The Office of Healthcare Affordability presented a two‑step penalty framework to the board on May 20: calculate an initial penalty commensurate with the dollar amount by which an entity exceeded its spending target for a performance year, then adjust the amount via statutory penalty justification factors (nature/number/gravity of offense; fiscal condition; market impact).
OKA said it would assess enforcement by performance year: when an entity exceeds a target, OKA would open progressive enforcement and require a performance‑improvement plan (PIP). If the entity failed to comply with the PIP and did not come into compliance with its target, penalties tied back to the original performance year could be assessed. Staff illustrated timelines in which PIPs can vary in length and multiple PIPs may run concurrently if an entity misses targets in consecutive years.
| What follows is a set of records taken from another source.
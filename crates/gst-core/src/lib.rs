//! # gst-core: Pure Business Logic for GST Invoices
//!
//! This crate is the **heart** of the invoice pipeline. It contains all
//! business logic as pure functions with zero I/O dependencies.
//!
//! ## Architecture Position
//! ```text
//! ┌─────────────────────────────────────────────────────────────────────────┐
//! │                        Invoice Pipeline                                 │
//! │                                                                         │
//! │  ┌─────────────────────────────────────────────────────────────────┐   │
//! │  │                    invoice-cli                                  │   │
//! │  │    read payload ──► assemble ──► render ──► store               │   │
//! │  └─────────────────────────────┬───────────────────────────────────┘   │
//! │                                │                                        │
//! │  ┌─────────────────────────────▼───────────────────────────────────┐   │
//! │  │               ★ gst-core (THIS CRATE) ★                         │   │
//! │  │                                                                 │   │
//! │  │   ┌───────────┐  ┌───────────┐  ┌───────────┐  ┌───────────┐  │   │
//! │  │   │validation │  │  totals   │  │   words   │  │ assemble  │  │   │
//! │  │   │  schema   │  │ CGST/SGST │  │  crore /  │  │  render   │  │   │
//! │  │   │  walk     │  │  or IGST  │  │  lakh     │  │  model    │  │   │
//! │  │   └───────────┘  └───────────┘  └───────────┘  └───────────┘  │   │
//! │  │                                                                 │   │
//! │  │   NO I/O • NO LOGGING • NO SHARED STATE • PURE FUNCTIONS       │   │
//! │  └─────────────────────────────────────────────────────────────────┘   │
//! │                                │                                        │
//! │  ┌─────────────────────────────▼───────────────────────────────────┐   │
//! │  │                    gst-store (Storage Layer)                    │   │
//! │  └─────────────────────────────────────────────────────────────────┘   │
//! └─────────────────────────────────────────────────────────────────────────┘
//! ```
//!
//! ## Modules
//!
//! - [`types`] - Domain types (parties, line items, tax split)
//! - [`money`] - Exact decimal money
//! - [`error`] - Domain error types
//! - [`validation`] - Payload schema validation
//! - [`totals`] - Line and invoice GST arithmetic
//! - [`words`] - Amount in words (Indian grouping)
//! - [`assemble`] - Validate → compute → spell, as one call
//! - [`collaborators`] - Renderer and store traits
//!
//! ## Example Usage
//!
//! ```rust
//! use serde_json::json;
//!
//! let payload = json!({ "items": [] });
//! let verdict = gst_core::validate(&payload);
//! assert!(!verdict.valid);
//! ```

// =============================================================================
// Module Declarations
// =============================================================================

pub mod assemble;
pub mod collaborators;
pub mod error;
pub mod money;
pub mod totals;
pub mod types;
pub mod validation;
pub mod words;

// =============================================================================
// Re-exports for Convenience
// =============================================================================

pub use assemble::{assemble, RenderModel, AMOUNT_IN_WORDS_SUFFIX};
pub use collaborators::{DocumentRenderer, DocumentStore};
pub use error::{InvoiceError, InvoiceResult, ValidationError};
pub use money::Money;
pub use totals::{compute_totals, Totals};
pub use types::*;
pub use validation::{validate, validate_invoice, ValidationVerdict};
pub use words::to_words;
//! # Totals Module
//!
//! Per-line and invoice-wide GST arithmetic.
//!
//! ## Calculation Flow
//! ```text
//! ┌─────────────────────────────────────────────────────────────────────────┐
//! │  For each item, in order:                                               │
//! │                                                                         │
//! │    netAmount   = unitPrice × quantity − discount                       │
//! │    taxAmount   = netAmount × taxRate / 100                             │
//! │    totalAmount = netAmount + taxAmount                                 │
//! │    split       = CGST+SGST (same place) │ IGST (different places)      │
//! │                                                                         │
//! │  Then:                                                                  │
//! │    totalNetAmount = Σ netAmount                                        │
//! │    totalTaxAmount = Σ taxAmount                                        │
//! │    grandTotal     = totalNetAmount + totalTaxAmount                    │
//! │                                                                         │
//! │  No rounding anywhere in this module.                                  │
//! └─────────────────────────────────────────────────────────────────────────┘
//! ```
//!
//! Callers must validate first; nothing here re-checks the inputs. Every
//! step is overflow-checked and reports the figure that did not fit.

use serde::Serialize;

use crate::error::{InvoiceError, InvoiceResult};
use crate::money::Money;
use crate::types::{ComputedLineItem, LineItem, TaxSplit};

/// Enriched items plus the invoice aggregates.
#[derive(Debug, Clone, PartialEq, Serialize)]
#[serde(rename_all = "camelCase")]
pub struct Totals {
    pub items: Vec<ComputedLineItem>,
    pub total_net_amount: Money,
    pub total_tax_amount: Money,
    pub grand_total: Money,
}

/// Computes the derived amounts for one item.
///
/// The tax split is decided here, per item, from the two location codes.
/// On overflow the error names the amount, e.g. `netAmount`; callers add
/// the item position.
pub fn compute_line(
    item: &LineItem,
    place_of_supply: &str,
    place_of_delivery: &str,
) -> Result<ComputedLineItem, &'static str> {
    let net_amount = item
        .unit_price
        .checked_mul_quantity(item.quantity)
        .and_then(|gross| gross.checked_sub(item.discount))
        .ok_or("netAmount")?;
    let tax_amount = net_amount.checked_tax(item.tax_rate).ok_or("taxAmount")?;
    let total_amount = net_amount.checked_add(tax_amount).ok_or("totalAmount")?;

    Ok(ComputedLineItem {
        item: item.clone(),
        net_amount,
        tax_amount,
        total_amount,
        split: TaxSplit::for_places(tax_amount, place_of_supply, place_of_delivery),
    })
}

/// Enriches every item and accumulates the aggregates in sequence order.
///
/// The input slice is left untouched; the returned items are fresh copies.
///
/// ## Errors
/// [`InvoiceError::AmountOverflow`] when any line figure or aggregate does
/// not fit in a decimal.
///
/// ## Example
/// ```rust
/// use gst_core::money::Money;
/// use gst_core::totals::compute_totals;
/// use gst_core::types::{LineItem, TaxRate};
/// use rust_decimal::Decimal;
///
/// let items = vec![LineItem {
///     description: "Widget".to_string(),
///     unit_price: Money::new(Decimal::from(1000)),
///     quantity: 2,
///     discount: Money::zero(),
///     tax_rate: TaxRate::GST_18,
/// }];
///
/// let totals = compute_totals(&items, "27", "27").unwrap();
/// assert_eq!(totals.grand_total.amount(), Decimal::from(2360));
/// ```
pub fn compute_totals(
    items: &[LineItem],
    place_of_supply: &str,
    place_of_delivery: &str,
) -> InvoiceResult<Totals> {
    let mut total_net_amount = Money::zero();
    let mut total_tax_amount = Money::zero();
    let mut computed = Vec::with_capacity(items.len());

    for (index, item) in items.iter().enumerate() {
        let line = compute_line(item, place_of_supply, place_of_delivery)
            .map_err(|amount| overflow(format!("items[{index}].{amount}")))?;

        total_net_amount = total_net_amount
            .checked_add(line.net_amount)
            .ok_or_else(|| overflow("totalNetAmount".to_string()))?;
        total_tax_amount = total_tax_amount
            .checked_add(line.tax_amount)
            .ok_or_else(|| overflow("totalTaxAmount".to_string()))?;
        computed.push(line);
    }

    let grand_total = total_net_amount
        .checked_add(total_tax_amount)
        .ok_or_else(|| overflow("grandTotal".to_string()))?;

    Ok(Totals {
        items: computed,
        total_net_amount,
        total_tax_amount,
        grand_total,
    })
}

fn overflow(field: String) -> InvoiceError {
    InvoiceError::AmountOverflow { field }
}

// =============================================================================
// Unit Tests
// =============================================================================

#[cfg(test)]
mod tests {
    use super::*;
    use crate::types::TaxRate;
    use rust_decimal::Decimal;
    use rust_decimal_macros::dec;

    fn item(unit_price: Decimal, quantity: u64, discount: Decimal) -> LineItem {
        LineItem {
            description: "Item".to_string(),
            unit_price: Money::new(unit_price),
            quantity,
            discount: Money::new(discount),
            tax_rate: TaxRate::GST_18,
        }
    }

    #[test]
    fn test_single_item_intra_state() {
        let totals = compute_totals(&[item(dec!(1000), 2, dec!(0))], "27", "27").unwrap();
        let line = &totals.items[0];

        assert_eq!(line.net_amount.amount(), dec!(2000));
        assert_eq!(line.tax_amount.amount(), dec!(360));
        assert_eq!(line.total_amount.amount(), dec!(2360));
        assert_eq!(line.split.cgst(), Some(Money::new(dec!(180))));
        assert_eq!(line.split.sgst(), Some(Money::new(dec!(180))));
        assert_eq!(line.split.igst(), None);
        assert_eq!(totals.grand_total.amount(), dec!(2360));
    }

    #[test]
    fn test_single_item_inter_state() {
        let totals = compute_totals(&[item(dec!(1000), 2, dec!(0))], "27", "29").unwrap();
        let line = &totals.items[0];

        assert_eq!(line.split.igst(), Some(Money::new(dec!(360))));
        assert_eq!(line.split.cgst(), None);
        assert_eq!(line.split.sgst(), None);
        assert_eq!(totals.grand_total.amount(), dec!(2360));
    }

    #[test]
    fn test_discount_reduces_net() {
        let totals = compute_totals(&[item(dec!(499.99), 3, dec!(100))], "07", "07").unwrap();
        let line = &totals.items[0];

        // 1499.97 - 100 = 1399.97; 18% = 251.9946
        assert_eq!(line.net_amount.amount(), dec!(1399.97));
        assert_eq!(line.tax_amount.amount(), dec!(251.9946));
        assert_eq!(line.split.cgst(), Some(Money::new(dec!(125.9973))));
        assert_eq!(line.total_amount.amount(), dec!(1651.9646));
    }

    #[test]
    fn test_aggregates_sum_items_in_order() {
        let items = vec![
            item(dec!(100), 1, dec!(0)),
            item(dec!(250.50), 4, dec!(2)),
            item(dec!(0.01), 7, dec!(0)),
        ];
        let totals = compute_totals(&items, "27", "29").unwrap();

        assert_eq!(totals.items.len(), 3);
        assert_eq!(totals.total_net_amount.amount(), dec!(1100.07));
        assert_eq!(totals.total_tax_amount.amount(), dec!(198.0126));
        assert_eq!(totals.grand_total.amount(), dec!(1298.0826));
        assert_eq!(totals.items[1].item.quantity, 4);
    }

    #[test]
    fn test_input_items_are_not_mutated() {
        let items = vec![item(dec!(10), 1, dec!(0))];
        let before = items.clone();
        let _ = compute_totals(&items, "27", "27");
        assert_eq!(items, before);
    }

    #[test]
    fn test_totals_serialize_camel_case() {
        let totals = compute_totals(&[item(dec!(1000), 2, dec!(0))], "27", "27").unwrap();
        let json = serde_json::to_value(&totals).unwrap();

        assert_eq!(json["totalNetAmount"], 2000.0);
        assert_eq!(json["totalTaxAmount"], 360.0);
        assert_eq!(json["grandTotal"], 2360.0);
        assert_eq!(json["items"][0]["cgst"], 180.0);
    }

    #[test]
    fn test_overflowing_line_names_the_item() {
        let price = Decimal::from_i128_with_scale(10i128.pow(20), 0);
        let items = vec![
            item(dec!(10), 1, dec!(0)),
            item(price, 1_000_000_000_000_000, dec!(0)),
        ];

        let err = compute_totals(&items, "27", "27").unwrap_err();
        assert!(matches!(
            &err,
            InvoiceError::AmountOverflow { field } if field == "items[1].netAmount"
        ));
    }

    #[test]
    fn test_overflowing_tax_is_reported() {
        let net = Decimal::from_i128_with_scale(5 * 10i128.pow(27), 0);
        let err = compute_totals(&[item(net, 1, dec!(0))], "27", "29").unwrap_err();
        assert_eq!(err.to_string(), "items[0].taxAmount is too large to compute");
    }

    #[test]
    fn test_overflowing_aggregate_is_reported() {
        // each line fits, twenty of them do not
        let price = Decimal::from_i128_with_scale(4 * 10i128.pow(27), 0);
        let items = vec![item(price, 1, dec!(0)); 20];

        let err = compute_totals(&items, "27", "27").unwrap_err();
        assert!(matches!(
            &err,
            InvoiceError::AmountOverflow { field } if field == "totalNetAmount"
        ));
    }
}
CJ Howard (OKA) listed statutory factors that the office would consider case‑by‑case and recommended keeping those factors broadly defined to avoid a one‑size‑fits‑all rule. OKA also said it will return to the board with proposed penalty ranges, potential caps, and guidance on whether and when mid‑PIP milestones may trigger earlier enforcement decisions.
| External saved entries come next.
//! Rule providers
//!
//! A provider is an opaque capability supplying rule definitions. The resolver
//! only needs to know which rule ids a provider offers, so that is all the
//! trait exposes. Providers are injected through a [`ProviderCatalog`]
//! (see `catalog.rs`) rather than looked up globally.
//!
//! [`ProviderCatalog`]: crate::catalog::ProviderCatalog

use std::collections::BTreeSet;
use std::fmt;

/// A capability provider supplying rule ids
pub trait RuleProvider: Send + Sync {
    /// Rule ids offered by this provider, without the plugin prefix
    fn list_rule_ids(&self) -> BTreeSet<String>;

    /// Whether this provider offers `rule`
    fn provides(&self, rule: &str) -> bool {
        self.list_rule_ids().contains(rule)
    }
}

impl fmt::Debug for dyn RuleProvider {
    fn fmt(&self, f: &mut fmt::Formatter<'_>) -> fmt::Result {
        f.debug_struct("RuleProvider")
            .field("rules", &self.list_rule_ids().len())
            .finish()
    }
}

/// Provider backed by a fixed set of rule ids
#[derive(Debug, Clone, Default, PartialEq, Eq)]
pub struct StaticRuleProvider {
    rules: BTreeSet<String>,
}

impl StaticRuleProvider {
    pub fn new<I, S>(rules: I) -> Self
    where
        I: IntoIterator<Item = S>,
        S: Into<String>,
    {
        Self {
            rules: rules.into_iter().map(Into::into).collect(),
        }
    }

    pub fn len(&self) -> usize {
        self.rules.len()
    }

    pub fn is_empty(&self) -> bool {
        self.rules.is_empty()
    }
}

impl RuleProvider for StaticRuleProvider {
    fn list_rule_ids(&self) -> BTreeSet<String> {
        self.rules.clone()
    }

    fn provides(&self, rule: &str) -> bool {
        self.rules.contains(rule)
    }
}

/// Split a rule id into its plugin name and rule name.
///
/// The split happens at the last `/`, so scoped plugins work:
/// `@scope/name/rule` belongs to plugin `@scope/name`. Ids without a `/`
/// belong to the built-in provider and yield `None` for the plugin.
pub fn split_rule_id(rule_id: &str) -> (Option<&str>, &str) {
    match rule_id.rsplit_once('/') {
        Some((plugin, rule)) => (Some(plugin), rule),
        None => (None, rule_id),
    }
}

/// Check a plugin short name; returns the reason when it is unusable.
pub fn validate_plugin_name(name: &str) -> Result<(), String> {
    if name.trim().is_empty() {
        return Err("plugin name cannot be empty".to_string());
    }
    if name.contains('/') && !name.starts_with('@') {
        return Err(format!(
            "plugin name '{name}' may only contain '/' when it is scoped (starts with '@')"
        ));
    }
    if name.ends_with('/') {
        return Err(format!("plugin name '{name}' cannot end with '/'"));
    }
    Ok(())
}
Hospitals and hospital systems responded strongly in public comment: the California Hospital Association and other hospital representatives said initial penalties calculated on a single‑year overshoot could be extreme (sample OKA calculations ranged widely in staff presentation) and, for some hospitals, would exceed multi‑year operating earnings and risk destabilizing community access to care. They asked OKA to adopt staged penalties, multi‑year averaging or capping penalties at patient‑care earnings and to provide clearer rules that reduce unpredictability for providers in financial distress.
Consumer and labor representatives offered mixed responses: some urged strict, dollar‑for‑dollar penalties to hold large entities accountable for high prices; others called for transparency and safeguards to ensure penalties do not reduce access. Several board members asked staff to model multi‑year approaches, to consider how PIP milestones would be enforced, and whether a PIP could rebalance future year targets to recoup earlier excess spending rather than simply ending with a penalty.
OKA said it will return in June with recommendations on penalty scope and range and to address whether penalties should be applied for failing mid‑PIP milestones and how multi‑year measurement could be applied.